Putting TRAC to Work
  Legal and Scholarly
Chapman University
May 2019

A Thesis Submitted in partial fulfillment of the requirements for the degree of MA in War and Society: Bill Clinton, George W. Bush, and Immigration Policy: How 9/11 Transformed the Debate Over Illegal Immigration
By Robert Nelson

Border Patrol and the Secure Border Initiative It would be expected that there would be a drastic increase in the number of border patrol agents following 9/11. However, the mission and goals changed, not the number of agents. The rate of growth for border agents was actually higher in the years prior to 9/11 than the years following. One reason behind this was that there was a focus on other aspects of border patrol, like the equipment used for surveillance.

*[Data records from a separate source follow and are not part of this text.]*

//! Monetary amounts with precise decimal arithmetic
//!
//! Fines and estimated values are recorded in the jurisdiction's single
//! currency, so an [`Amount`] carries no currency code. It wraps
//! `rust_decimal::Decimal` to avoid floating-point drift when summing fines.

use rust_decimal::Decimal;
use serde::{Deserialize, Serialize};
use std::fmt;
use std::iter::Sum;
use std::ops::{Add, Sub};
use std::str::FromStr;
use thiserror::Error;

/// Number of decimal places kept internally
const AMOUNT_SCALE: u32 = 4;

/// Errors that can occur during amount handling
#[derive(Debug, Error, PartialEq, Eq)]
pub enum MoneyError {
    #[error("Invalid amount: {0}")]
    InvalidAmount(String),

    #[error("Amount must not be negative: {0}")]
    Negative(String),

    #[error("Overflow during calculation")]
    Overflow,
}

/// A monetary amount
#[derive(Debug, Clone, Copy, PartialEq, Eq, PartialOrd, Ord, Hash, Default, Serialize, Deserialize)]
#[serde(transparent)]
pub struct Amount(Decimal);

impl Amount {
    /// Creates a new amount, rounded to four decimal places
    pub fn new(value: Decimal) -> Self {
        Self(value.round_dp(AMOUNT_SCALE))
    }

    /// Creates an amount from minor units (cents)
    pub fn from_minor(minor_units: i64) -> Self {
        Self::new(Decimal::new(minor_units, 2))
    }

    /// The zero amount
    pub fn zero() -> Self {
        Self(Decimal::ZERO)
    }

    /// Returns the decimal value
    pub fn value(&self) -> Decimal {
        self.0
    }

    pub fn is_zero(&self) -> bool {
        self.0.is_zero()
    }

    pub fn is_negative(&self) -> bool {
        self.0.is_sign_negative() && !self.0.is_zero()
    }

    /// Checked addition
    pub fn checked_add(&self, other: Amount) -> Result<Amount, MoneyError> {
        self.0
            .checked_add(other.0)
            .map(Amount)
            .ok_or(MoneyError::Overflow)
    }

    /// Fails when the amount is below zero
    pub fn ensure_non_negative(self) -> Result<Self, MoneyError> {
        if self.is_negative() {
            return Err(MoneyError::Negative(self.to_string()));
        }
        Ok(self)
    }

    /// Canonical text used at the storage boundary
    pub fn to_storage(&self) -> String {
        self.0.to_string()
    }
}

impl From<Decimal> for Amount {
    fn from(value: Decimal) -> Self {
        Amount::new(value)
    }
}

impl FromStr for Amount {
    type Err = MoneyError;

    fn from_str(s: &str) -> Result<Self, Self::Err> {
        Decimal::from_str(s.trim())
            .map(Amount::new)
            .map_err(|_| MoneyError::InvalidAmount(s.to_string()))
    }
}

impl fmt::Display for Amount {
    fn fmt(&self, f: &mut fmt::Formatter<'_>) -> fmt::Result {
        write!(f, "{}", self.0)
    }
}

impl Add for Amount {
    type Output = Amount;

    fn add(self, other: Amount) -> Amount {
        Amount(self.0 + other.0)
    }
}

impl Sub for Amount {
    type Output = Amount;

    fn sub(self, other: Amount) -> Amount {
        Amount(self.0 - other.0)
    }
}

impl Sum for Amount {
    fn sum<I: Iterator<Item = Amount>>(iter: I) -> Amount {
        iter.fold(Amount::zero(), |acc, a| acc + a)
    }
}

impl<'a> Sum<&'a Amount> for Amount {
    fn sum<I: Iterator<Item = &'a Amount>>(iter: I) -> Amount {
        iter.copied().sum()
    }
}

#[cfg(test)]
mod tests {
    use super::*;
    use rust_decimal_macros::dec;

    #[test]
    fn test_new_rounds_to_four_places() {
        let amount = Amount::new(dec!(10.123456));
        assert_eq!(amount.value(), dec!(10.1235));
    }

    #[test]
    fn test_from_minor() {
        assert_eq!(Amount::from_minor(15050).value(), dec!(150.50));
    }

    #[test]
    fn test_sum_of_amounts() {
        let total: Amount = vec![Amount::new(dec!(150)), Amount::new(dec!(75.25))]
            .into_iter()
            .sum();
        assert_eq!(total.value(), dec!(225.25));
    }

    #[test]
    fn test_storage_round_trip() {
        let amount = Amount::new(dec!(5000.00));
        let parsed: Amount = amount.to_storage().parse().unwrap();
        assert_eq!(parsed, amount);
    }

    #[test]
    fn test_negative_rejected() {
        assert!(Amount::new(dec!(-1)).ensure_non_negative().is_err());
        assert!(Amount::zero().ensure_non_negative().is_ok());
    }

    #[test]
    fn test_parse_garbage_fails() {
        assert!(matches!("abc".parse::<Amount>(), Err(MoneyError::InvalidAmount(_))));
    }
}
//! Activity log handlers

use axum::{
    extract::{Query, State},
    Json,
};
use domain_case::ActivityLogEntry;

use crate::dto::activity::ActivityListQuery;
use crate::{error::ApiError, AppState};

/// Most recent entries, newest first
pub async fn list_activity(
    State(state): State<AppState>,
    Query(query): Query<ActivityListQuery>,
) -> Result<Json<Vec<ActivityLogEntry>>, ApiError> {
    let log = &state.db.activity;
    let entries = match query.entity()? {
        Some(entity) => log.for_entity(entity, query.query().effective_limit()).await?,
        None => log.query(&query.query()).await?,
    };
    Ok(Json(entries))
}
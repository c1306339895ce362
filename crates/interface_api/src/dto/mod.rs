//! Request/response data transfer objects
//!
//! Enumerated fields arrive as strings and are parsed into the domain enums
//! here, so an unknown value is rejected with the offending field named.

pub mod user;
pub mod violation;
pub mod seizure;
pub mod infraction;
pub mod evidence;
pub mod statistics;
pub mod activity;

use std::str::FromStr;

use chrono::{DateTime, Utc};
use core_kernel::{Amount, CoreError, DateWindow};
use rust_decimal::Decimal;
use serde::Deserialize;

use crate::error::ApiError;

/// Parses an enumerated field
pub(crate) fn parse_enum<T>(value: &str) -> Result<T, ApiError>
where
    T: FromStr<Err = CoreError>,
{
    value.parse().map_err(ApiError::from)
}

/// Parses an optional enumerated field
pub(crate) fn parse_opt<T>(value: Option<&str>) -> Result<Option<T>, ApiError>
where
    T: FromStr<Err = CoreError>,
{
    value.map(parse_enum).transpose()
}

pub(crate) fn amount(value: Option<Decimal>) -> Option<Amount> {
    value.map(Amount::new)
}

/// Optional inclusive bounds on a listing or report
#[derive(Debug, Clone, Default, Deserialize)]
pub struct WindowQuery {
    pub start: Option<DateTime<Utc>>,
    pub end: Option<DateTime<Utc>>,
}

impl WindowQuery {
    pub fn window(&self) -> Result<DateWindow, ApiError> {
        DateWindow::new(self.start, self.end).map_err(|e| ApiError::validation("window", e.to_string()))
    }
}
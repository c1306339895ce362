//! Property-Based Test Generators
//!
//! Provides proptest strategies for generating random case data that
//! satisfies the create-time validation rules.

use chrono::{DateTime, Duration, TimeZone, Utc};
use core_kernel::{Amount, UserId};
use domain_case::{EvidenceStatus, NewViolation, SeizureCategory, Severity, ViolationStatus, ViolationType};
use proptest::prelude::*;

use crate::builders::TestViolationBuilder;

/// Strategy for non-negative amounts with two decimal places
pub fn amount_strategy() -> impl Strategy<Value = Amount> {
    (0i64..10_000_000i64).prop_map(Amount::from_minor)
}

/// Strategy for strictly positive amounts
pub fn positive_amount_strategy() -> impl Strategy<Value = Amount> {
    (1i64..10_000_000i64).prop_map(Amount::from_minor)
}

pub fn violation_type_strategy() -> impl Strategy<Value = ViolationType> {
    proptest::sample::select(ViolationType::ALL)
}

pub fn severity_strategy() -> impl Strategy<Value = Severity> {
    proptest::sample::select(Severity::ALL)
}

pub fn violation_status_strategy() -> impl Strategy<Value = ViolationStatus> {
    proptest::sample::select(ViolationStatus::ALL)
}

pub fn seizure_category_strategy() -> impl Strategy<Value = SeizureCategory> {
    proptest::sample::select(SeizureCategory::ALL)
}

pub fn evidence_status_strategy() -> impl Strategy<Value = EvidenceStatus> {
    proptest::sample::select(EvidenceStatus::ALL)
}

/// Strategy for timestamps within 2024
pub fn timestamp_2024_strategy() -> impl Strategy<Value = DateTime<Utc>> {
    (0i64..366 * 24 * 60).prop_map(|minutes| {
        Utc.with_ymd_and_hms(2024, 1, 1, 0, 0, 0).unwrap() + Duration::minutes(minutes)
    })
}

/// Strategy for a small pool of violator names, so repeats are common
pub fn violator_name_strategy() -> impl Strategy<Value = String> {
    proptest::sample::select(vec!["Ana Ruiz", "Ben Cole", "Chen Wei", "Dara Okafor", "Eli Moss"])
        .prop_map(str::to_string)
}

/// Strategy for valid violation payloads recorded by `officer`
///
/// Violation numbers are left at the builder default; callers that persist
/// several payloads must renumber them.
pub fn new_violation_strategy(officer: UserId) -> impl Strategy<Value = NewViolation> {
    (
        violator_name_strategy(),
        violation_type_strategy(),
        severity_strategy(),
        proptest::option::of(amount_strategy()),
        timestamp_2024_strategy(),
    )
        .prop_map(move |(name, violation_type, severity, fine, date)| {
            let builder = TestViolationBuilder::new()
                .with_violator(name)
                .with_type(violation_type)
                .with_severity(severity)
                .with_date(date);
            match fine {
                Some(fine) => builder.with_fine(fine),
                None => builder,
            }
            .build(officer)
        })
}

#[cfg(test)]
mod tests {
    use super::*;

    proptest! {
        #[test]
        fn test_generated_amounts_are_non_negative(amount in amount_strategy()) {
            prop_assert!(!amount.is_negative());
        }

        #[test]
        fn test_generated_violations_validate(violation in new_violation_strategy(UserId::new(7))) {
            prop_assert!(violation.validate().is_ok());
            prop_assert_eq!(violation.officer_id, UserId::new(7));
        }
    }
}
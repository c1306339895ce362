//! Violation aggregate root
//!
//! A violation owns zero or more seizures, infractions and evidence items.
//! Its `violation_number` is the external-facing business key and cannot be
//! changed once assigned.

use chrono::{DateTime, Utc};
use serde::{Deserialize, Serialize};

use core_kernel::{Amount, CoreError, DateWindow, UserId, ViolationId};
use crate::changes::{ChangeSet, EntityUpdate, Patched};
use crate::evidence::Evidence;
use crate::infraction::Infraction;
use crate::seizure::Seizure;
use crate::user::User;
use crate::validation;

domain_enum! {
    /// Category of the recorded violation
    ViolationType, "violation_type" {
        Traffic => "traffic",
        Parking => "parking",
        Criminal => "criminal",
        Administrative => "administrative",
        Other => "other",
    }
}

domain_enum! {
    /// Severity assessed by the recording officer
    Severity, "severity_level" {
        Minor => "minor",
        Moderate => "moderate",
        Serious => "serious",
        Critical => "critical",
    }
}

domain_enum! {
    /// Case status
    ViolationStatus, "status" {
        Open => "open",
        Closed => "closed",
        Appealed => "appealed",
        Dismissed => "dismissed",
        Resolved => "resolved",
    }
}

impl Default for ViolationStatus {
    fn default() -> Self {
        ViolationStatus::Open
    }
}

/// A persisted violation record
#[derive(Debug, Clone, PartialEq, Serialize, Deserialize)]
pub struct Violation {
    pub id: ViolationId,
    pub violation_number: String,
    pub violator_name: String,
    pub violator_license_number: Option<String>,
    pub violator_phone: Option<String>,
    pub violator_address: Option<String>,
    pub violation_date: DateTime<Utc>,
    pub violation_type: ViolationType,
    pub severity_level: Severity,
    pub description: Option<String>,
    pub location: String,
    pub latitude: Option<f64>,
    pub longitude: Option<f64>,
    pub officer_id: UserId,
    pub status: ViolationStatus,
    pub fine_amount: Option<Amount>,
    pub paid_date: Option<DateTime<Utc>>,
    pub notes: Option<String>,
    /// Cached count of active evidence items; maintained by the evidence repository
    pub evidence_count: i64,
    pub created_at: DateTime<Utc>,
    pub updated_at: DateTime<Utc>,
}

impl Violation {
    /// Fine amount with unset fines counted as zero
    pub fn fine_or_zero(&self) -> Amount {
        self.fine_amount.unwrap_or_else(Amount::zero)
    }
}

/// Data submitted by an officer to open a violation
#[derive(Debug, Clone, PartialEq)]
pub struct NewViolation {
    pub violation_number: String,
    pub violator_name: String,
    pub violation_date: DateTime<Utc>,
    pub violation_type: ViolationType,
    pub severity_level: Severity,
    pub location: String,
    pub officer_id: UserId,
    pub violator_license_number: Option<String>,
    pub violator_phone: Option<String>,
    pub violator_address: Option<String>,
    pub description: Option<String>,
    pub latitude: Option<f64>,
    pub longitude: Option<f64>,
    pub fine_amount: Option<Amount>,
    pub notes: Option<String>,
}

impl NewViolation {
    pub fn validate(&self) -> Result<(), CoreError> {
        validation::require_text("violation_number", &self.violation_number)?;
        validation::require_text("violator_name", &self.violator_name)?;
        validation::require_text("location", &self.location)?;
        validation::in_range("latitude", self.latitude, -90.0, 90.0)?;
        validation::in_range("longitude", self.longitude, -180.0, 180.0)?;
        validation::non_negative_amount("fine_amount", self.fine_amount)?;
        Ok(())
    }
}

/// Allow-listed mutable violation fields
#[derive(Debug, Clone, Default, PartialEq, Serialize, Deserialize)]
pub struct ViolationUpdate {
    pub violator_name: Option<String>,
    pub violator_license_number: Option<String>,
    pub violator_phone: Option<String>,
    pub violator_address: Option<String>,
    pub violation_type: Option<ViolationType>,
    pub severity_level: Option<Severity>,
    pub description: Option<String>,
    pub location: Option<String>,
    pub latitude: Option<f64>,
    pub longitude: Option<f64>,
    pub status: Option<ViolationStatus>,
    pub fine_amount: Option<Amount>,
    pub paid_date: Option<DateTime<Utc>>,
    pub notes: Option<String>,
}

impl EntityUpdate<Violation> for ViolationUpdate {
    fn is_empty(&self) -> bool {
        *self == Self::default()
    }

    fn apply(&self, current: &Violation, _now: DateTime<Utc>) -> Result<Patched<Violation>, CoreError> {
        let mut record = current.clone();
        let mut changes = ChangeSet::new();

        if let Some(name) = &self.violator_name {
            validation::require_text("violator_name", name)?;
            changes.set("violator_name", &mut record.violator_name, name.clone());
        }
        changes.set_some(
            "violator_license_number",
            &mut record.violator_license_number,
            self.violator_license_number.clone(),
        );
        changes.set_some("violator_phone", &mut record.violator_phone, self.violator_phone.clone());
        changes.set_some("violator_address", &mut record.violator_address, self.violator_address.clone());
        if let Some(kind) = self.violation_type {
            changes.set("violation_type", &mut record.violation_type, kind);
        }
        if let Some(severity) = self.severity_level {
            changes.set("severity_level", &mut record.severity_level, severity);
        }
        changes.set_some("description", &mut record.description, self.description.clone());
        if let Some(location) = &self.location {
            validation::require_text("location", location)?;
            changes.set("location", &mut record.location, location.clone());
        }
        validation::in_range("latitude", self.latitude, -90.0, 90.0)?;
        validation::in_range("longitude", self.longitude, -180.0, 180.0)?;
        changes.set_some("latitude", &mut record.latitude, self.latitude);
        changes.set_some("longitude", &mut record.longitude, self.longitude);
        if let Some(status) = self.status {
            changes.set("status", &mut record.status, status);
        }
        validation::non_negative_amount("fine_amount", self.fine_amount)?;
        changes.set_some("fine_amount", &mut record.fine_amount, self.fine_amount);
        changes.set_some("paid_date", &mut record.paid_date, self.paid_date);
        changes.set_some("notes", &mut record.notes, self.notes.clone());

        Ok(Patched { record, changes })
    }
}

/// Optional, conjunctive filters for listing violations
#[derive(Debug, Clone, Default, PartialEq, Serialize, Deserialize)]
pub struct ViolationFilter {
    pub officer_id: Option<UserId>,
    pub status: Option<ViolationStatus>,
    pub violation_type: Option<ViolationType>,
    pub severity_level: Option<Severity>,
    /// Applied to `violation_date`
    #[serde(default)]
    pub window: DateWindow,
}

impl ViolationFilter {
    pub fn within(window: DateWindow) -> Self {
        Self {
            window,
            ..Self::default()
        }
    }

    /// True when the violation satisfies every supplied filter
    pub fn matches(&self, violation: &Violation) -> bool {
        self.officer_id.map_or(true, |o| violation.officer_id == o)
            && self.status.map_or(true, |s| violation.status == s)
            && self.violation_type.map_or(true, |t| violation.violation_type == t)
            && self.severity_level.map_or(true, |s| violation.severity_level == s)
            && self.window.contains(violation.violation_date)
    }
}

/// A violation with everything attached to it
#[derive(Debug, Clone, Serialize)]
pub struct ViolationDetails {
    pub violation: Violation,
    pub officer: Option<User>,
    pub seizures: Vec<Seizure>,
    pub infractions: Vec<Infraction>,
    pub evidence: Vec<Evidence>,
}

In the four years proceeding 9/11, full-time Border Patrol agents increased from 6,817 in 1997 to 9,651 in 2001, which is a 42 percent increase. By comparison, in the four years following the attacks, they increased from 9,902 in 2002 to 11,106 in 2005, an increase of only 15 percent. Although there may have been a focus on making the border more effectively patrolled, the budget drastically increased the years following 9/11 to strengthen security. The percent of border agents along the Mexican border compared to the Canadian border is stark. In 2001, for example, 93.9 percent of the agents were located along the border with Mexico. In 2005, 88.8 percent were assigned to this border. In 2001, 3.4 percent of the agents were along the border with Canada, which rose to 8.8 percentin 2005......[Citing TRAC research].